More recently I attended a pre-conference on “AI, Music, and Improvisation,” organized at the NRW-Forum in Düsseldorf, which defined improvisation as “a collective, emergent organizational process.” It made me wonder: How would we do improv comedy with an AI? Could that lens teach us about doing other things with an AI?

Zoom out enough and improvisation looks the same, whether you’re doing a saxophone solo or saying “yes, and” in a bad Brooklyn accent. Dr. Hyun Kang Kim put it this way: “From ecological systems to human and non-human actors, improvisation is open. Coherence is formed through participation, unplanned but created in the act of improvisation itself, as opposed to a system of fixed rules. It is neither order or disorder, but an organizing method for fluid processes.”

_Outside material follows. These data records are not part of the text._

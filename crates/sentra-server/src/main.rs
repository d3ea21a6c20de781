//! Sentra - email campaign platform entry point

use anyhow::Result;
use sentra_api::AppState;
use sentra_common::config::{Config, LoggingConfig};
use sentra_core::{
    CampaignDispatcher, ContentClient, FanOut, SchedulePoller, SendWorker, SmtpMailer,
};
use sentra_storage::db::DatabasePool;
use sentra_storage::repository::{
    CampaignRepository, EventRepository, LinkMappingRepository, ScheduleRepository,
    SegmentRepository, SendJobRepository, SuppressionRepository,
};
use std::sync::Arc;
use tracing::info;
use tracing_subscriber::{fmt, prelude::*, EnvFilter};

#[tokio::main]
async fn main() -> Result<()> {
    // Load configuration
    let config = Config::load()?;

    // Initialize logging
    init_logging(&config.logging);

    info!("Starting Sentra...");

    // Initialize database
    let db_pool = DatabasePool::new(&config.database).await?;
    info!("Database connection established");

    // Run migrations
    db_pool.migrate().await?;
    info!("Database migrations completed");

    let pool = db_pool.pool().clone();
    let campaigns = CampaignRepository::new(pool.clone());
    let segments = SegmentRepository::new(pool.clone());
    let send_jobs = SendJobRepository::new(pool.clone());
    let events = EventRepository::new(pool.clone());
    let schedules = ScheduleRepository::new(pool.clone());
    let links = LinkMappingRepository::new(pool.clone());
    let suppressions = SuppressionRepository::new(pool.clone());

    // Campaign engine
    let fanout = FanOut::new(
        campaigns.clone(),
        segments.clone(),
        send_jobs.clone(),
        suppressions.clone(),
    );
    let dispatcher = CampaignDispatcher::new(campaigns.clone(), schedules.clone(), fanout.clone());

    // Send worker draining the delivery queue
    let mailer = Arc::new(SmtpMailer::new(&config.smtp)?);
    let worker = SendWorker::new(
        send_jobs.clone(),
        campaigns.clone(),
        events.clone(),
        links.clone(),
        mailer,
        &config.tracking,
        &config.queue,
    )?;
    let worker_handle = tokio::spawn(async move {
        worker.run().await;
    });

    // Schedule poller firing due triggers and sweeping completions
    let poller = SchedulePoller::new(schedules, campaigns, send_jobs, links, fanout)
        .with_poll_interval(config.queue.poll_interval_secs);
    let poller_handle = tokio::spawn(async move {
        poller.run().await;
    });

    // Content assist client
    let ai = Arc::new(ContentClient::new(config.ai.clone())?);
    if ai.is_enabled() {
        info!("AI content assist enabled");
    }

    // HTTP API
    let state = Arc::new(AppState {
        db_pool,
        config: config.clone(),
        dispatcher,
        ai,
    });
    let bind = format!("{}:{}", config.server.bind_address, config.server.port);

    let api_handle = tokio::spawn(async move {
        let app = sentra_api::create_router(state);
        let listener = match tokio::net::TcpListener::bind(&bind).await {
            Ok(listener) => listener,
            Err(e) => {
                tracing::error!("Failed to bind API server on {}: {}", bind, e);
                return;
            }
        };
        info!("API server listening on {}", bind);
        if let Err(e) = axum::serve(listener, app).await {
            tracing::error!("API server error: {}", e);
        }
    });

    info!("Sentra started successfully");

    // Wait for shutdown signal
    tokio::signal::ctrl_c().await?;
    info!("Shutdown signal received");

    api_handle.abort();
    worker_handle.abort();
    poller_handle.abort();

    info!("Sentra shutdown complete");

    Ok(())
}

fn init_logging(logging: &LoggingConfig) {
    let filter = EnvFilter::try_from_default_env()
        .unwrap_or_else(|_| EnvFilter::new(format!("{},sentra=debug", logging.level)));

    if logging.format == "json" {
        tracing_subscriber::registry()
            .with(fmt::layer().json())
            .with(filter)
            .init();
    } else {
        tracing_subscriber::registry()
            .with(fmt::layer().with_target(true).with_level(true))
            .with(filter)
            .init();
    }
}
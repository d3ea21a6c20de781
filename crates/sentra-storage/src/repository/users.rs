//! User repository

use sqlx::PgPool;
use uuid::Uuid;

use crate::models::{CreateUser, User};

/// User repository
#[derive(Clone)]
pub struct UserRepository {
    pool: PgPool,
}

impl UserRepository {
    /// Create a new user repository
    pub fn new(pool: PgPool) -> Self {
        Self { pool }
    }

    /// Create a new user
    pub async fn create(&self, input: CreateUser) -> Result<User, sqlx::Error> {
        let id = Uuid::new_v4();

        sqlx::query_as::<_, User>(
            r#"
            INSERT INTO users (id, name, email, password_hash, api_key_prefix, api_key_hash)
            VALUES ($1, $2, $3, $4, $5, $6)
            RETURNING *
            "#,
        )
        .bind(id)
        .bind(&input.name)
        .bind(&input.email)
        .bind(&input.password_hash)
        .bind(&input.api_key_prefix)
        .bind(&input.api_key_hash)
        .fetch_one(&self.pool)
        .await
    }

    /// Get a user by id
    pub async fn get(&self, id: Uuid) -> Result<Option<User>, sqlx::Error> {
        sqlx::query_as::<_, User>("SELECT * FROM users WHERE id = $1")
            .bind(id)
            .fetch_optional(&self.pool)
            .await
    }

    /// Find a user by email
    pub async fn find_by_email(&self, email: &str) -> Result<Option<User>, sqlx::Error> {
        sqlx::query_as::<_, User>("SELECT * FROM users WHERE email = $1")
            .bind(email)
            .fetch_optional(&self.pool)
            .await
    }

    /// Find candidate users by API key prefix. The prefix is an index hint;
    /// callers must still compare the full key hash.
    pub async fn find_by_api_key_prefix(&self, prefix: &str) -> Result<Vec<User>, sqlx::Error> {
        sqlx::query_as::<_, User>(
            "SELECT * FROM users WHERE api_key_prefix = $1 AND status = 'active'",
        )
        .bind(prefix)
        .fetch_all(&self.pool)
        .await
    }

    /// Replace a user's API key hash and prefix
    pub async fn update_api_key(
        &self,
        id: Uuid,
        prefix: &str,
        hash: &str,
    ) -> Result<Option<User>, sqlx::Error> {
        sqlx::query_as::<_, User>(
            r#"
            UPDATE users
            SET api_key_prefix = $2, api_key_hash = $3, updated_at = NOW()
            WHERE id = $1
            RETURNING *
            "#,
        )
        .bind(id)
        .bind(prefix)
        .bind(hash)
        .fetch_optional(&self.pool)
        .await
    }

    /// Record a successful login
    pub async fn touch_last_login(&self, id: Uuid) -> Result<(), sqlx::Error> {
        sqlx::query("UPDATE users SET last_login_at = NOW() WHERE id = $1")
            .bind(id)
            .execute(&self.pool)
            .await?;
        Ok(())
    }
}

Here’s an example. In improvisational comedy, the scene emerges in response to whatever situation is created between human actors. The actors adjust and accommodate one another’s space. That’s why we “yes, and” rather than point at the unreality in the space. There’s no dominance in improv, or at least, it’s bad form to dominate an improvised scene.

In experimental music, the art of improvising with a machine shifts a bit. A saxophonist and drummer might jam in response to one another. A machine listens differently, and we respond to the machine differently. We are still co-creating that space with the machine, noted Dr. Kim, “it just happens to be within a technical environment.”

A ringing telephone demands attention, a silent vibration requests it. Rounded corners encourage you to grasp an object, sharp corners discourage it. They may not have a consciousness of the space they share with a human. Instead, we improvise with their affordances.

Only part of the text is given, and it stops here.